Earlier this week, 24 talented people learned that they had been selected as the newest class of grant winners from the MacArthur Foundation, one of the most prestigious fellowship programs in the country.
These “geniuses,” as recipients have become popularly known, earned this honor by being “talented individuals who have shown extraordinary originality and dedication in their creative pursuits and a marked capacity for self-direction.” Their reward: $625,000, which they are free to spend as they see fit.
Sounds like a pretty sweet deal.
There are three main criteria for the selection of fellows: exceptional creativity, promise for important future advances based on a track record of significant accomplishment, and potential for the fellowship to facilitate subsequent creative work.
This year, three of the 24 recipients are gay: dancer-choreographer Kyle Abraham, pianist and writer Jeremy Denk, and playwright Tarell Alvin McCraney.
Frankly, we’re surprised there were only three. Of course we suppose there are more gay geniuses out there than straight ones, at least proportionally.

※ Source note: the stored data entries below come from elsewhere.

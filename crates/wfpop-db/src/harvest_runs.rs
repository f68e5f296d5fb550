//! Database operations for the `harvest_runs` ledger.

use chrono::{DateTime, Utc};
use sqlx::PgPool;
use uuid::Uuid;

use crate::DbError;

// ---------------------------------------------------------------------------
// Row types
// ---------------------------------------------------------------------------

/// A row from the `harvest_runs` table.
#[derive(Debug, Clone, sqlx::FromRow)]
pub struct HarvestRunRow {
    pub id: i64,
    pub public_id: Uuid,
    pub platform: String,
    pub trigger_source: String,
    pub status: String,
    pub started_at: Option<DateTime<Utc>>,
    pub completed_at: Option<DateTime<Utc>>,
    pub records_inserted: i32,
    pub records_updated: i32,
    pub units_failed: i32,
    pub error_message: Option<String>,
    pub created_at: DateTime<Utc>,
}

/// Counters written when a run reaches a terminal status.
#[derive(Debug, Clone, Copy, Default, PartialEq, Eq)]
pub struct HarvestTotals {
    pub records_inserted: i32,
    pub records_updated: i32,
    pub units_failed: i32,
}

const RUN_COLUMNS: &str = "id, public_id, platform, trigger_source, status, \
     started_at, completed_at, records_inserted, records_updated, units_failed, \
     error_message, created_at";

// ---------------------------------------------------------------------------
// Lifecycle
// ---------------------------------------------------------------------------

/// Creates a new harvest run in `queued` status.
///
/// # Errors
///
/// Returns [`DbError::Sqlx`] if the insert fails.
pub async fn create_harvest_run(
    pool: &PgPool,
    platform: &str,
    trigger_source: &str,
) -> Result<HarvestRunRow, DbError> {
    let row = sqlx::query_as::<_, HarvestRunRow>(&format!(
        "INSERT INTO harvest_runs (public_id, platform, trigger_source, status) \
         VALUES ($1, $2, $3, 'queued') \
         RETURNING {RUN_COLUMNS}"
    ))
    .bind(Uuid::new_v4())
    .bind(platform)
    .bind(trigger_source)
    .fetch_one(pool)
    .await?;

    Ok(row)
}

/// Marks a queued run as `running` and sets `started_at = NOW()`.
///
/// # Errors
///
/// Returns [`DbError::InvalidHarvestRunTransition`] if the run is not
/// `queued`, or [`DbError::Sqlx`] if the update fails.
pub async fn start_harvest_run(pool: &PgPool, id: i64) -> Result<(), DbError> {
    let result = sqlx::query(
        "UPDATE harvest_runs \
         SET status = 'running', started_at = NOW() \
         WHERE id = $1 AND status = 'queued'",
    )
    .bind(id)
    .execute(pool)
    .await?;

    if result.rows_affected() == 0 {
        return Err(DbError::InvalidHarvestRunTransition {
            id,
            expected_status: "queued",
        });
    }

    Ok(())
}

/// Marks a running run as `succeeded` and records its totals.
///
/// # Errors
///
/// Returns [`DbError::InvalidHarvestRunTransition`] if the run is not
/// `running`, or [`DbError::Sqlx`] if the update fails.
pub async fn complete_harvest_run(
    pool: &PgPool,
    id: i64,
    totals: HarvestTotals,
) -> Result<(), DbError> {
    finish_running(pool, id, "succeeded", totals, None).await
}

/// Marks a running run as `cancelled` and records the totals reached so far.
///
/// # Errors
///
/// Returns [`DbError::InvalidHarvestRunTransition`] if the run is not
/// `running`, or [`DbError::Sqlx`] if the update fails.
pub async fn cancel_harvest_run(
    pool: &PgPool,
    id: i64,
    totals: HarvestTotals,
) -> Result<(), DbError> {
    finish_running(pool, id, "cancelled", totals, None).await
}

/// Marks a running run as `failed` with an error message.
///
/// # Errors
///
/// Returns [`DbError::InvalidHarvestRunTransition`] if the run is not
/// `running`, or [`DbError::Sqlx`] if the update fails.
pub async fn fail_harvest_run(
    pool: &PgPool,
    id: i64,
    totals: HarvestTotals,
    error_message: &str,
) -> Result<(), DbError> {
    finish_running(pool, id, "failed", totals, Some(error_message)).await
}

async fn finish_running(
    pool: &PgPool,
    id: i64,
    status: &str,
    totals: HarvestTotals,
    error_message: Option<&str>,
) -> Result<(), DbError> {
    let result = sqlx::query(
        "UPDATE harvest_runs \
         SET status = $1, completed_at = NOW(), \
             records_inserted = $2, records_updated = $3, units_failed = $4, \
             error_message = $5 \
         WHERE id = $6 AND status = 'running'",
    )
    .bind(status)
    .bind(totals.records_inserted)
    .bind(totals.records_updated)
    .bind(totals.units_failed)
    .bind(error_message)
    .bind(id)
    .execute(pool)
    .await?;

    if result.rows_affected() == 0 {
        return Err(DbError::InvalidHarvestRunTransition {
            id,
            expected_status: "running",
        });
    }

    Ok(())
}

// ---------------------------------------------------------------------------
// Reads
// ---------------------------------------------------------------------------

/// Fetches a single run by its internal `id`.
///
/// # Errors
///
/// Returns [`DbError::NotFound`] if no row exists with the given `id`, or
/// [`DbError::Sqlx`] if the query fails.
pub async fn get_harvest_run(pool: &PgPool, id: i64) -> Result<HarvestRunRow, DbError> {
    sqlx::query_as::<_, HarvestRunRow>(&format!(
        "SELECT {RUN_COLUMNS} FROM harvest_runs WHERE id = $1"
    ))
    .bind(id)
    .fetch_optional(pool)
    .await?
    .ok_or(DbError::NotFound)
}

/// Returns the most recent `limit` runs, newest first.
///
/// # Errors
///
/// Returns [`DbError::Sqlx`] if the query fails.
pub async fn list_harvest_runs(pool: &PgPool, limit: i64) -> Result<Vec<HarvestRunRow>, DbError> {
    let rows = sqlx::query_as::<_, HarvestRunRow>(&format!(
        "SELECT {RUN_COLUMNS} FROM harvest_runs \
         ORDER BY created_at DESC, id DESC \
         LIMIT $1"
    ))
    .bind(limit)
    .fetch_all(pool)
    .await?;

    Ok(rows)
}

Three years ago, 36-year-old Kyle Abraham, who lives in New York and runs the Kyle Abraham/Abraham.In.Motion dance company, was relying on food stamps. Yesterday, in a phone interview with the New York Times, he said: “I was laughing about it. I was crying about it. It was so overwhelming. I’ve been trying to figure out how to pay off my student loans to this day.”
43-year-old Jeremy Denk, a pianist and faculty member at the Bard College Conservatory of Music, was equally surprised to hear the news. In a prepared statement released on Wednesday, he wrote: “I am thrilled, honored, and a bit overwhelmed to receive the MacArthur Fellowship. My mind is reeling with ideas how best to use the money and the gifts of time and artistic freedom it represents.”
In an interview with a local newspaper, Denk’s parents said, appropriately enough, they were “tickled pink” at the news of their son’s honor.
Denk’s good news comes on the eve of his latest album release, The Goldberg Variations, which will go live September 30.
32-year-old Tarell Alvin McCraney, a playwright and member of Steppenwolf Theater Company in Chicago, was the third openly gay person to be award this year’s “Genius” Award (at least as far as we can figure by studying the resumes of the winners).
“This is surreal,” McCraney said in an interview with with Chicago Tribune. He is currently in London, where he he works at the Royal Shakespeare Company. “I am thinking this will be, for me, focus money. It will allow me to focus, instead of trying to do so many projects at once.”
McCraney is the author of Choir Boy, a gospel musical about competition and homophobia in an elite all-black boys school, which enjoyed a successful run at the Manhattan Theater Club earlier this summer.
We’d offer to buy you boys a drink to celebrate, but we think you should buy.
andy_d
Congratulations to all three.
boring
Sounds like their lives are already charmed enough as it is.
Fuck these guys.
Charlie in Charge
@boring: No one likes a troll. They clearly worked hard for this.
Deepdow
Even more than philosophers
Aiming at no less than
The total transformation
Of man and the world
Begin with the dissolution
Of superfluous matters
So that desire
Consciousness are free
–
Stereolab
liza dany
my best friend’s step-sister makes $73 an hour on the internet. She has been unemployed for seven months but last month her pay check was $20190 just working on the internet for a few hours. investigate this site……… http://gg.gg/hu4x
Kangol
Congratulations to these three brilliant people and all the MacArthur Award winners. One thing our society and world need and always benefits from is more smart, creative people.